Ahead Today
G3: US CPI
Asia: Bank Indonesia
Market Highlights
US PPI inflation came in softer than expected at 0.2%mom. More importantly for markets, the components which feed into the Fed’s preferred measure of inflation the core PCE was somewhat stickier in particular for airfares. As such, latest estimates are that core PCE could rise 0.22%mom – a decent inflation print still, but not providing the Fed any incremental signal to change its current policy stance. Meanwhile, US NFIB Small Business index rose to its highest since 2018, on the back of a post US Election bounce. Seven of 10 index components improved with a significant jump in businesses expecting better conditions and a drop in uncertainty. The 3 months ahead price plans sub-component, which has a good leading relationship with CPI, was somewhat sticky, pointing to some possible signs of a near-term bounce in US inflation.

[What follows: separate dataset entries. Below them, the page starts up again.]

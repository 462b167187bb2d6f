//! Readable causes for reverted transactions.
//!
//! When the synchronous submission call fails with a revert, the node usually
//! attaches the raw revert data to the JSON-RPC error. This module turns that
//! data into something a user can read:
//!
//! 1. the standard `Error(string)` and `Panic(uint256)` encodings
//! 2. any custom error set registered with `register_contract_errors!`
//!
//! Custom decoders are collected at link time by `inventory`, so contract
//! bindings can register themselves from wherever they are defined:
//!
//! ```text
//! register_contract_errors!(Vault)
//!     │
//!     ▼
//! inventory::submit!(RevertDecoder { ... })
//!     │
//!     ▼ (runtime)
//! decode_revert_data(&data) → "Vault::Unauthorized(...)"
//! ```

use alloy::{
    primitives::Bytes,
    sol_types::{Panic, Revert, SolError},
    transports::{RpcError, TransportError},
};

/// Custom error decoder for one contract.
pub struct RevertDecoder {
    /// Contract name, used in log output
    pub name: &'static str,
    pub decode: fn(&[u8]) -> Option<String>,
}

inventory::collect!(RevertDecoder);

/// Decode revert data into a readable cause.
///
/// Standard encodings are tried first, then every registered decoder.
pub fn decode_revert_data(data: &[u8]) -> Option<String> {
    if let Ok(revert) = Revert::abi_decode(data) {
        return Some(revert.reason);
    }
    if let Ok(panic) = Panic::abi_decode(data) {
        return Some(format!("panic code {}", panic.code));
    }
    inventory::iter::<RevertDecoder>
        .into_iter()
        .find_map(|decoder| {
            let cause = (decoder.decode)(data)?;
            tracing::trace!(contract = decoder.name, %cause, "decoded custom revert");
            Some(cause)
        })
}

/// Revert cause carried by an RPC error response, if any.
pub fn revert_reason(err: &TransportError) -> Option<String> {
    let RpcError::ErrorResp(payload) = err else {
        return None;
    };
    let data = payload.data.as_ref()?;
    let data = serde_json::from_str::<Bytes>(data.get()).ok()?;
    decode_revert_data(&data)
}

/// The error's message with its decoded revert cause appended.
pub fn describe_rpc_error(err: &TransportError) -> String {
    let message = match err {
        RpcError::ErrorResp(payload) => payload.message.to_string(),
        other => other.to_string(),
    };
    match revert_reason(err) {
        Some(cause) => format!("{message}, caused by: {cause}"),
        None => message,
    }
}

/// Register revert decoders for contracts defined with `alloy::sol!`.
///
/// # Example
///
/// ```ignore
/// alloy::sol! {
///     #[sol(all_derives)]
///     Vault,
///     "abi/Vault.json"
/// }
///
/// register_contract_errors!(Vault);
/// ```
#[macro_export]
macro_rules! register_contract_errors {
    ($($contract:ident),* $(,)?) => {
        $(
            $crate::__private::paste::paste! {
                $crate::__private::inventory::submit! {
                    $crate::ext::RevertDecoder {
                        name: stringify!($contract),
                        decode: |data| {
                            use $crate::sol_types::SolInterface;
                            $contract::[<$contract Errors>]::abi_decode(data)
                                .ok()
                                .map(|e| format!("{}::{:?}", stringify!($contract), e))
                        },
                    }
                }
            }
        )*
    };
}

On that last point, we will have US CPI inflation out which may help set the tone for the next move in markets. There are some signs that goods inflation have bottomed out with used car prices rising over the past few months, but more broadly normalising labour market conditions, moderating wage growth, coupled with the lagged impact of lower rents should still imply continued disinflation through 2025.
Regional FX
Asian currencies were somewhat mixed, with SGD (+0.3%) and KRW (+0.6%) outperforming, while IDR (-0.5%), INR (-0.7%) and PHP (-0.5%) underperforming. Bloomberg News reported that India’s new central bank governor Sanjay Malhotra is willing to allow the Indian rupee to move more freely in tandem with pers in the region, while still intervening in the foreign exchange market to curb excessive moves. According to the report, Governor Malhotra has held multiple meetings with departments in RBI ahead of his first monetary policy meeting, and showed keen interest in the RBI’s currency intervention. Overall, these developments are in line with our view that RBI will likely turn less interventionist and allow INR to adjust weaker, and we maintain our forecast for USD/INR to rise further to 88.50 by 4Q2025 (see INR – Let it go?). Meanwhile, we will have Bank Indonesia’s monetary policy meeting today. We expect BI to keep policy rates on hold at 6% to help maintain Rupiah stability given the weak global sentiment for Asian currencies. More generally, we expect BI to continue to prioritise rupiah stability and show resolve in defending IDR, by issuing SRBI securities at attractive yields to support foreign inflows and FX reserves, with the government also issuing new rules for commodity exporters to keep part of their foreign earnings onshore for at least 1 year (see IndonesiaPulse – Trump, Prabowo, and Perry to sway rupiah’s outlook in 2025).